Are You Ahead of the Curve for Valuations and Write Downs? Now is the Time to Start Planning
Is it too soon to prepare for write-downs? Most of my clients would say they already are addressing these issues but aligning lenders to portfolio management is not the same as workout officers. They have expertise with legalities, valuations, write downs, recoveries, etc. Whether full time or on an interim basis, a skilled workout officer can help mitigate these potential losses before they escalate.
The time has come for bankers, trade associations, Congress, and regulators to start working hand in hand with each other on a policy change on loan valuations. There are a couple practical steps that bankers can take.
- Ensure they are up to date with their inventory lending divisions including; polices, practices, and procedures.

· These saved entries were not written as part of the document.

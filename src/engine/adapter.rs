//! Check adapter - the boundary between the pipeline and one detector.
//!
//! The adapter invokes an externally supplied detector under a bounded-time
//! execution and converts whatever comes back (a verdict, an error, or
//! nothing at all) into a typed [`CheckResult`]. It never returns an error
//! outward: one misbehaving detector must never abort the pipeline.

use std::sync::Arc;
use std::time::{Duration, Instant};

use async_trait::async_trait;

use crate::config::CheckConfig;
use crate::domain::{CheckInput, CheckResult, Severity, Verdict};
use crate::error::DetectorError;

/// Coarse outcome a detector reports before normalization.
#[derive(Debug, Clone, Copy, PartialEq, Eq)]
pub enum RawOutcome {
    /// The condition tested for is absent.
    Pass,
    /// Something was noticed, below the detector's own failure bar.
    Warn,
    /// The condition was detected.
    Fail,
}

/// Un-normalized detector output.
#[derive(Debug, Clone)]
pub struct RawVerdict {
    pub outcome: RawOutcome,
    /// Detection strength in [0,1]; the adapter clamps out-of-range values.
    pub signal: Option<f64>,
    /// Opaque payload preserved in the audit record.
    pub detail: serde_json::Value,
}

impl RawVerdict {
    pub fn pass(signal: f64) -> Self {
        Self {
            outcome: RawOutcome::Pass,
            signal: Some(signal),
            detail: serde_json::Value::Null,
        }
    }

    pub fn warn(signal: f64, detail: serde_json::Value) -> Self {
        Self {
            outcome: RawOutcome::Warn,
            signal: Some(signal),
            detail,
        }
    }

    pub fn fail(signal: f64, detail: serde_json::Value) -> Self {
        Self {
            outcome: RawOutcome::Fail,
            signal: Some(signal),
            detail,
        }
    }

    pub fn with_detail(mut self, detail: serde_json::Value) -> Self {
        self.detail = detail;
        self
    }
}

/// A single guardrail capability: produce a [`RawVerdict`] from a
/// [`CheckInput`].
///
/// Implementations range from regex pattern matchers to remote classifiers.
/// New detectors plug in here without touching the orchestrator.
#[async_trait]
pub trait Detector: Send + Sync {
    /// Detector name (for logging and errors).
    fn name(&self) -> &str;

    /// Examine the input and report a verdict.
    async fn detect(&self, input: &CheckInput) -> Result<RawVerdict, DetectorError>;
}

/// Uniform wrapper around one configured detector.
pub struct CheckAdapter {
    id: String,
    severity: Severity,
    short_circuit: bool,
    timeout: Duration,
    detector: Arc<dyn Detector>,
}

impl CheckAdapter {
    /// Build an adapter from its registry entry. `default_timeout` applies
    /// when the check has no per-check override.
    pub fn new(config: &CheckConfig, default_timeout: Duration, detector: Arc<dyn Detector>) -> Self {
        Self {
            id: config.id.clone(),
            severity: config.severity,
            short_circuit: config.short_circuit,
            timeout: config
                .timeout_ms
                .map(Duration::from_millis)
                .unwrap_or(default_timeout),
            detector,
        }
    }

    pub fn id(&self) -> &str {
        &self.id
    }

    pub fn severity(&self) -> Severity {
        self.severity
    }

    pub fn short_circuit(&self) -> bool {
        self.short_circuit
    }

    /// Run the detector under the per-check timeout.
    ///
    /// A detector error becomes `verdict=error` with the message preserved in
    /// `detail`; a timeout becomes `verdict=timeout`. Neither carries a signal.
    pub async fn run(&self, input: &CheckInput) -> CheckResult {
        let started = Instant::now();

        match tokio::time::timeout(self.timeout, self.detector.detect(input)).await {
            Ok(Ok(raw)) => self.normalize(raw, started.elapsed()),
            Ok(Err(e)) => {
                tracing::warn!(
                    check_id = %self.id,
                    detector = %self.detector.name(),
                    error = %e,
                    "Detector failed"
                );
                CheckResult {
                    check_id: self.id.clone(),
                    verdict: Verdict::Error,
                    signal: None,
                    severity: self.severity,
                    detail: serde_json::json!({ "error": e.to_string() }),
                    elapsed: started.elapsed(),
                }
            }
            Err(_) => {
                tracing::warn!(
                    check_id = %self.id,
                    detector = %self.detector.name(),
                    timeout_ms = self.timeout.as_millis() as u64,
                    "Detector timed out"
                );
                self.timeout_result(started.elapsed())
            }
        }
    }

    /// Result recorded when the check never produced a verdict in time.
    /// Also used by the stage runner for checks cut off by the stage
    /// deadline; `elapsed` is the wall time actually spent, not the
    /// configured timeout.
    pub fn timeout_result(&self, elapsed: Duration) -> CheckResult {
        CheckResult {
            check_id: self.id.clone(),
            verdict: Verdict::Timeout,
            signal: None,
            severity: self.severity,
            detail: serde_json::Value::Null,
            elapsed,
        }
    }

    /// Result recorded when the check's task panicked.
    pub fn panic_result(&self) -> CheckResult {
        CheckResult {
            check_id: self.id.clone(),
            verdict: Verdict::Error,
            signal: None,
            severity: self.severity,
            detail: serde_json::json!({ "error": "check task panicked" }),
            elapsed: Duration::ZERO,
        }
    }

    fn normalize(&self, raw: RawVerdict, elapsed: Duration) -> CheckResult {
        let verdict = match raw.outcome {
            RawOutcome::Pass => Verdict::Pass,
            RawOutcome::Warn => Verdict::Warn,
            RawOutcome::Fail => Verdict::Fail,
        };
        // Non-finite signals are dropped rather than clamped.
        let signal = raw
            .signal
            .filter(|s| s.is_finite())
            .map(|s| s.clamp(0.0, 1.0));

        CheckResult {
            check_id: self.id.clone(),
            verdict,
            signal,
            severity: self.severity,
            detail: raw.detail,
            elapsed,
        }
    }
}


#[cfg(test)]
mod tests {
    use super::test_support::*;
    use super::*;

    fn adapter(detector: Arc<dyn Detector>) -> CheckAdapter {
        CheckAdapter::new(
            &check_config("jailbreak", Severity::High, true),
            Duration::from_millis(50),
            detector,
        )
    }

    #[tokio::test]
    async fn test_pass_verdict_normalized() {
        let adapter = adapter(Arc::new(FixedDetector::new(RawVerdict::pass(0.0))));
        let result = adapter.run(&CheckInput::for_input("hello")).await;

        assert_eq!(result.verdict, Verdict::Pass);
        assert_eq!(result.signal, Some(0.0));
        assert_eq!(result.check_id, "jailbreak");
        assert_eq!(result.severity, Severity::High);
    }

    #[tokio::test]
    async fn test_signal_clamped_to_unit_interval() {
        let adapter = adapter(Arc::new(FixedDetector::new(RawVerdict::fail(
            1.7,
            serde_json::Value::Null,
        ))));
        let result = adapter.run(&CheckInput::for_input("hello")).await;
        assert_eq!(result.signal, Some(1.0));
    }

    #[tokio::test]
    async fn test_nan_signal_dropped() {
        let adapter = adapter(Arc::new(FixedDetector::new(RawVerdict::pass(f64::NAN))));
        let result = adapter.run(&CheckInput::for_input("hello")).await;
        assert_eq!(result.signal, None);
        assert_eq!(result.verdict, Verdict::Pass);
    }

    #[tokio::test]
    async fn test_detector_error_becomes_error_result() {
        let adapter = adapter(Arc::new(FailingDetector));
        let result = adapter.run(&CheckInput::for_input("hello")).await;

        assert_eq!(result.verdict, Verdict::Error);
        assert_eq!(result.signal, None);
        assert_eq!(result.detail["error"], "Inference failed: model unavailable");
    }

    #[tokio::test(start_paused = true)]
    async fn test_hanging_detector_times_out() {
        let adapter = adapter(Arc::new(HangingDetector));
        let result = adapter.run(&CheckInput::for_input("hello")).await;

        assert_eq!(result.verdict, Verdict::Timeout);
        assert_eq!(result.signal, None);
        // Recorded wall time never exceeds the configured timeout.
        assert!(result.elapsed <= Duration::from_millis(50));
    }

    #[tokio::test]
    async fn test_per_check_timeout_override() {
        let mut config = check_config("slow", Severity::Low, false);
        config.timeout_ms = Some(200);
        let detector = Arc::new(FixedDetector {
            verdict: RawVerdict::pass(0.0),
            delay: Duration::from_millis(100),
        });
        let adapter = CheckAdapter::new(&config, Duration::from_millis(10), detector);

        let result = adapter.run(&CheckInput::for_input("hello")).await;
        assert_eq!(result.verdict, Verdict::Pass);
    }
}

- Prioritize all loans are worked out to meet all client expectations. Community banks will include the chief executive officer where as bigger banks will include the team’s skill and circumspection.
- Credit talent needs to be assessed on an individual and aggregate basis- focusing on portfolio and process defense experience and capabilities. The review – and proposals to strengthen gaps – will be accepted and submitted to auditors by the boards.
- Investments will be looked at with a commitment of cautious yet rational valuations. Cash flows, debt-service capacities, and collateral valuations should be transparent and well reported. Assets should be adequately classified for status success or loss.
- Some institutions will likely need to upgrade their information management systems to ensure that all client request for amendments, waivers, and forbearance are tracked properly.